Growing a new story is fun. That thrill of the new project, new characters and situations. Finally, after the 5th rewrite of In Pursuit of Caviar - which is off to agents and editors, so cross your fingers for me - I'm ready for a new project.

I was going to continue with Floating Downstream, but last week, I picked up a manuscript I wrote five years ago and got pulled back into the story. So, I've started a rewrite on that one. I'm aiming to submit it to the Golden Heart this year, but not sure I'll make that deadline, as it only leaves me about six weeks.

The thing I really find interesting is to see how much my writing has changed since I wrote the first draft ofwhat I'm now calling Swing Patterns. It was my first attempt at writing with publication in mind, and I was lucky enough to get a line edit from a friend of my mom's who's an editor. She's the one who told me about RWA in the first place. Bless her.

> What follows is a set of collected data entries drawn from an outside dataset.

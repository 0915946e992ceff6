//! Tracking record handlers

use crate::api::rest::state::AppState;
use crate::error::{ApiError, ApiResult};
use axum::{
    extract::{Path, State},
    Json,
};
use sla_types::{SlaTrackingRecord, TicketId};

/// Get the tracking record of a ticket
pub async fn get_tracking_record(
    State(state): State<AppState>,
    Path(ticket_id): Path<String>,
) -> ApiResult<Json<SlaTrackingRecord>> {
    let id = TicketId::new(ticket_id);
    state
        .tracking
        .find_record(&id)
        .await?
        .map(Json)
        .ok_or_else(|| ApiError::NotFound(format!("No tracking record for ticket {}", id)))
}
//! Error types for sla-daemon

use axum::{
    http::StatusCode,
    response::{IntoResponse, Response},
    Json,
};
use serde::Serialize;
use sla_types::SlaError;
use thiserror::Error;

/// Daemon-level errors
#[derive(Debug, Error)]
pub enum DaemonError {
    /// Configuration error
    #[error("Configuration error: {0}")]
    Config(String),

    /// Server startup error
    #[error("Server error: {0}")]
    Server(String),

    /// Engine or collaborator error
    #[error("Engine error: {0}")]
    Engine(#[from] SlaError),

    /// The scheduler loop is not receiving requests
    #[error("Scheduler is not running")]
    SchedulerStopped,

    /// IO error
    #[error("IO error: {0}")]
    Io(#[from] std::io::Error),
}

/// API-specific errors
#[derive(Debug, Error)]
pub enum ApiError {
    /// Resource not found
    #[error("Not found: {0}")]
    NotFound(String),

    /// Conflict
    #[error("Conflict: {0}")]
    Conflict(String),

    /// Internal error
    #[error("Internal error: {0}")]
    Internal(String),

    /// A required background service is not available
    #[error("Service unavailable: {0}")]
    Unavailable(String),

    /// Engine or collaborator error
    #[error("Engine error: {0}")]
    Engine(#[from] SlaError),
}

/// Error response body
#[derive(Debug, Serialize)]
pub struct ErrorResponse {
    pub error: String,
    pub code: String,
}

impl IntoResponse for ApiError {
    fn into_response(self) -> Response {
        let (status, code) = match &self {
            ApiError::NotFound(_) => (StatusCode::NOT_FOUND, "NOT_FOUND"),
            ApiError::Conflict(_) => (StatusCode::CONFLICT, "CONFLICT"),
            ApiError::Internal(_) => (StatusCode::INTERNAL_SERVER_ERROR, "INTERNAL_ERROR"),
            ApiError::Unavailable(_) => (StatusCode::SERVICE_UNAVAILABLE, "UNAVAILABLE"),
            ApiError::Engine(SlaError::TicketNotFound(_)) => (StatusCode::NOT_FOUND, "NOT_FOUND"),
            ApiError::Engine(SlaError::RecordConflict(_)) => (StatusCode::CONFLICT, "CONFLICT"),
            ApiError::Engine(SlaError::Storage(_)) => {
                (StatusCode::INTERNAL_SERVER_ERROR, "STORAGE_ERROR")
            }
            ApiError::Engine(_) => (StatusCode::INTERNAL_SERVER_ERROR, "ENGINE_ERROR"),
        };

        let body = ErrorResponse {
            error: self.to_string(),
            code: code.to_string(),
        };

        (status, Json(body)).into_response()
    }
}

/// Result type alias for API operations
pub type ApiResult<T> = Result<T, ApiError>;

/// Result type alias for daemon operations
pub type DaemonResult<T> = Result<T, DaemonError>;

As I flip through those pages and read her comments - she was a champ to read that draft, let me tell you - I can see how much I didn't know then. But the thing that really caught me is that I had a story to tell there. Okay, so I did it badly, but the plot line is still viable and solid and the characters themselves are good. They just need a little, er, direction.

What comes to mind is something Deb Dixon said recently in her Hero's Journey workshop. She came to Minneapolis to give this all-day workshop for our local chapter and she is fantastic. Here it is in a nutshell: Sucky vs. Suckier. In every scene, your character will choose which way to go. One path is sucky. The other is suckier. In other words, no matter what she picks, she's pretty much screwed for getting what she wants.

Boy, I'll tell you, we all laughed when she said it, which is probably the point, but it's actually true. I mean, think about it.

Your character can choose to take the stray dog home knowing she'll get thrown out of her apartment by her rules-stickler landlord. Or she can take it to the pound, knowing it's chances of getting adopted are slim to none, hence certain death.It's not a cute dog.Sucky vs. Suckier.

All right, all right. I'm playing to your sympathies with the dog, but I made my point, right?

I think this is true in life too. I mean, look at it this way: The next time your power goes off in a storm, causing you to miss the latest Desperate Housewives broadcast, just remember, it could have stayed on, been struck by lightning,causing a shortand burning your house down.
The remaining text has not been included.